The deletion (D) polymorphism has attracted considerable interest over the last few years as a risk factor for progressive renal disease in several conditions. However, data are conflicting. We are unable to confirm an association between the deletion polymorphism and susceptibility to renal scarring in children with VUR reported by Ozen et al. [6]. One possible reason for this difference is the severity of VUR. Ozen et al. excluded children with grades I and II VUR from their study. In our study we included all grades of VUR, since 24% of children with grade I, and 34% of children with grade II VUR had evidence of renal scarring on DMSA. ACE genotype frequencies in children with grades III–V did not differ from those with grades I and II VUR. Another possible explanation could be the severity of renal disease; 18/53 (34%) of patients reported by Ozen had evidence of deteriorating function, compared with 20/112 (18%) in our population. Neither study has demonstrated an association between the DD genotype and decline in renal function, although the numbers are too small to be meaningful and this would be better evaluated in a large series of adolescents and adults with RN with stable and declining renal function. Hypertension and proteinuria are the major risk factors for disease progression in RN. The DD genotype did not correlate with the presence of proteinuria. There was an association between hypertension and the DD genotype; however, this finding would need to be evaluated in a much larger series of patients with hypertension before any conclusions could be drawn.

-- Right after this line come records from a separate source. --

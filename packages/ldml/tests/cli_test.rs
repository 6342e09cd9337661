//! Command-line tests for the ris-ldml binary.

use std::path::{Path, PathBuf};

use assert_cmd::Command;
use predicates::prelude::*;
use tempfile::TempDir;

fn fixture_path(name: &str) -> PathBuf {
    Path::new(env!("CARGO_MANIFEST_DIR"))
        .join("tests")
        .join("fixtures")
        .join(name)
}

fn ris_ldml() -> Command {
    let mut cmd = Command::cargo_bin("ris-ldml").unwrap();
    cmd.env_remove("LDML_CANONICAL_ORDER_PATH")
        .env_remove("LDML_DOCUMENT_TYPES_PATH")
        .env_remove("RUST_LOG");
    cmd
}

#[test]
fn test_to_ldml_prints_document() {
    ris_ldml()
        .arg("to-ldml")
        .arg(fixture_path("uli_unit.json"))
        .args(["--erfassungsdatum", "2025-01-02"])
        .assert()
        .success()
        .stdout(predicate::str::contains(r#"<akn:FRBRthis value="KALU2025000007"/>"#))
        .stdout(predicate::str::contains(
            "http://ldml.neuris.de/literature/unselbstaendig/metadata/",
        ))
        .stderr(predicate::str::contains("Converting"));
}

#[test]
fn test_to_ldml_then_from_ldml() {
    let dir = TempDir::new().unwrap();
    let output = dir.path().join("KSNR2025000001.akn.xml");

    ris_ldml()
        .arg("to-ldml")
        .arg(fixture_path("adm_unit.json"))
        .arg("--output")
        .arg(&output)
        .args(["--erfassungsdatum", "2025-01-02"])
        .assert()
        .success()
        .stderr(predicate::str::contains("Saved to:"));
    assert!(output.exists());

    ris_ldml()
        .arg("from-ldml")
        .arg(&output)
        .arg("--document-types")
        .arg(fixture_path("document_types.json"))
        .assert()
        .success()
        .stdout(predicate::str::contains(r#""category": "VERWALTUNGSVORSCHRIFT""#))
        .stdout(predicate::str::contains(r#""documentNumber": "KSNR2025000001""#))
        .stdout(predicate::str::contains(r#""abbreviation": "VR""#));
}

#[test]
fn test_to_ldml_onto_previous_keeps_foreign_content() {
    ris_ldml()
        .arg("to-ldml")
        .arg(fixture_path("adm_unit.json"))
        .arg("--previous")
        .arg(fixture_path("adm_previous.xml"))
        .assert()
        .success()
        .stdout(predicate::str::contains("ris:passivzitierungen"))
        .stdout(predicate::str::contains("Veraltet").not());
}

#[test]
fn test_from_ldml_without_document_types_warns() {
    ris_ldml()
        .arg("from-ldml")
        .arg(fixture_path("adm_previous.xml"))
        .assert()
        .success()
        .stderr(predicate::str::contains("no document types loaded"))
        .stdout(predicate::str::contains(r#""aktenzeichen": ["#));
}

#[test]
fn test_from_ldml_rejects_malformed_input() {
    let dir = TempDir::new().unwrap();
    let input = dir.path().join("broken.xml");
    std::fs::write(&input, "<akn:akomaNtoso>").unwrap();

    ris_ldml()
        .arg("from-ldml")
        .arg(&input)
        .assert()
        .failure()
        .code(1)
        .stderr(predicate::str::contains("Error:"));
}

#[test]
fn test_next_number() {
    ris_ldml()
        .args(["next-number", "--category", "KSNR", "--year", "2025"])
        .args(["--latest", "KSNR2025000001"])
        .assert()
        .success()
        .stdout("KSNR2025000002\n");
}

#[test]
fn test_next_number_first_of_year() {
    ris_ldml()
        .args(["next-number", "-c", "LITERATUR_SELBSTAENDIG", "-y", "2026"])
        .assert()
        .success()
        .stdout("KALS2026000001\n");
}

#[test]
fn test_next_number_rejects_year_mismatch() {
    ris_ldml()
        .args(["next-number", "--category", "KSNR", "--year", "2025"])
        .args(["--latest", "KSNR2024000007"])
        .assert()
        .failure()
        .code(1)
        .stderr(predicate::str::contains("Error:"));
}

#[test]
fn test_missing_input_file() {
    ris_ldml()
        .args(["to-ldml", "does-not-exist.json"])
        .assert()
        .failure()
        .stderr(predicate::str::contains("does-not-exist.json"));
}
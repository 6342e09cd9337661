//! Error types for LDML conversion and document numbering.
//!
//! `LdmlError` is the single error type surfaced to callers. Lower-level
//! failures (tree operations, serialization, lookups) are wrapped exactly
//! once at the conversion boundary into [`LdmlError::ConversionFailed`],
//! carrying the document number and category for diagnosis.

use thiserror::Error;

use crate::model::DocumentCategory;

/// Main error type for the ldml library.
#[derive(Debug, Error)]
pub enum LdmlError {
    /// Malformed tree operation (programming or data defect).
    #[error("Structural error: {0}")]
    Structural(String),

    /// The business model could not be rendered to LDML.
    #[error(
        "Conversion of {}{} failed: {source}",
        .category.as_str(),
        .document_number.as_ref().map(|n| format!(" {n}")).unwrap_or_default()
    )]
    ConversionFailed {
        document_number: Option<String>,
        category: DocumentCategory,
        #[source]
        source: Box<LdmlError>,
    },

    /// Prefix/year mismatch or malformed latest document number.
    #[error("Invalid document number: {0}")]
    InvalidDocumentNumber(String),

    /// Persisted XML could not be parsed.
    #[error("Malformed LDML document: {0}")]
    MalformedDocument(#[from] roxmltree::Error),

    /// A required business field is absent.
    #[error("Missing required field: {0}")]
    MissingField(&'static str),

    /// The proprietary namespace of a document matches no known category.
    #[error("Unknown document category for namespace '{0}'")]
    UnknownDocumentCategory(String),

    /// Canonical order table could not be loaded.
    #[error("Invalid canonical order table: {0}")]
    OrderTable(String),

    /// Schema validation rejected the serialized document.
    #[error("Schema validation failed: {0}")]
    Validation(String),

    /// The publish sink rejected the document.
    #[error("Publishing failed: {0}")]
    Publish(String),

    /// XML writer failure.
    #[error("XML serialization failed: {0}")]
    XmlWrite(#[from] quick_xml::Error),

    /// JSON (de)serialization error.
    #[error("JSON error: {0}")]
    Json(#[from] serde_json::Error),

    /// YAML deserialization error.
    #[error("YAML parse error: {0}")]
    Yaml(#[from] serde_yaml_ng::Error),

    /// IO error.
    #[error("IO error: {0}")]
    Io(#[from] std::io::Error),

    /// Configuration error.
    #[error("Configuration error: {0}")]
    Config(String),
}

impl LdmlError {
    /// Wrap `source` as a conversion failure, unless it already is one.
    #[must_use]
    pub fn conversion_failed(
        document_number: Option<&str>,
        category: DocumentCategory,
        source: LdmlError,
    ) -> Self {
        match source {
            already @ LdmlError::ConversionFailed { .. } => already,
            source => LdmlError::ConversionFailed {
                document_number: document_number.map(str::to_string),
                category,
                source: Box::new(source),
            },
        }
    }

    /// Whether an external caller may retry the operation.
    #[must_use]
    pub fn is_retryable(&self) -> bool {
        matches!(
            self,
            LdmlError::ConversionFailed { .. } | LdmlError::Publish(_)
        )
    }

    /// HTTP status class to report to external callers.
    #[must_use]
    pub fn status_code(&self) -> u16 {
        match self {
            LdmlError::ConversionFailed { .. } | LdmlError::Publish(_) => 503,
            LdmlError::MalformedDocument(_)
            | LdmlError::UnknownDocumentCategory(_)
            | LdmlError::MissingField(_)
            | LdmlError::Validation(_)
            | LdmlError::Json(_) => 422,
            _ => 500,
        }
    }
}

/// Result type alias for ldml operations.
pub type Result<T> = std::result::Result<T, LdmlError>;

It is not possible to differentiate accurately congenital from acquired renal scarring in these patients; however, the congenital or acquired nature of the scarring process is unlikely to affect the final common pathway to parenchymal damage, which is that of glomerulosclerosis. This process is mediated by angiotensin II, a significant determinant of glomerular and systemic hypertension, promoting increased intraglomerular pressures and hyperfiltration with resulting sclerosis. Angiotensin II increases extracellular matrix production and may promote sclerosis in a manner independent of its haemodynamic regulatory function. This fibrogenic potential of angiotensin II probably relates to its interaction with many cytokines and growth factors including transforming growth factor beta (TGFß1), endothelin 1, platelet derived growth factor-BB (PDGF-BB) and plasminogen activator inhibitor-1 (PAI-1) [9,10]. Ozen et al. evaluated the role of PAI-I as a risk factor for renal scarring in children with VUR, but were unable to confirm an association [6]. Indeed, none of the other genetic polymorphisms of the RAS have been shown to be associated with progressive renal disease. However, there are preliminary data showing that polymorphisms in the TGFß1 gene may influence individual susceptibility to renal scarring. This requires further evaluation.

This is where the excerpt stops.